Isolate every line in the records below with "specification" in it.

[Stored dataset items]
__________
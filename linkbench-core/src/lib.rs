#![warn(missing_docs)]
//! Linkbench Core - Sweep Enumeration
//!
//! This crate holds the algorithmic heart of the harness:
//! - `Range` parsing and per-axis cursors
//! - lockstep enumeration of a `ParameterSet` into a `TestMatrix`
//! - the progress-unit estimator that sizes the progress bar up front
//! - the `ProgressSink` contract consumed by the sweep driver
//!
//! Nothing in this crate spawns processes or touches the filesystem.

mod estimate;
mod matrix;
mod progress;
mod stepper;

pub use estimate::{SweepShape, estimate_units};
pub use matrix::build_matrix;
pub use progress::{CountingSink, NullSink, ProgressSink};
pub use stepper::{Cursor, ParameterSet, Range, SweepCursor, Test};

use thiserror::Error;

/// Name of the axis whose realized value is the per-test module count.
///
/// Reset, Generate, Convert, and the step estimator all key off this axis.
pub const MODULES_AXIS: &str = "modules";

/// The per-test module count, or zero if the axis is absent.
pub fn module_count(test: &Test) -> u64 {
    test.get(MODULES_AXIS).copied().unwrap_or(0).max(0) as u64
}

/// Errors raised while validating a sweep, before anything runs.
#[derive(Debug, Clone, PartialEq, Eq, Error)]
pub enum SweepError {
    /// The range specification could not be parsed.
    #[error("invalid range '{spec}': {reason}")]
    InvalidRange {
        /// The specification string as given.
        spec: String,
        /// Why it was rejected.
        reason: String,
    },

    /// Every axis is a constant; a sweep must vary at least one parameter.
    #[error("degenerate sweep: at least one axis must take more than one value")]
    DegenerateSweep,
}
__________
SOLUTION TO THE PROBLEM =>
    /// The range specification could not be parsed.
        /// The specification string as given.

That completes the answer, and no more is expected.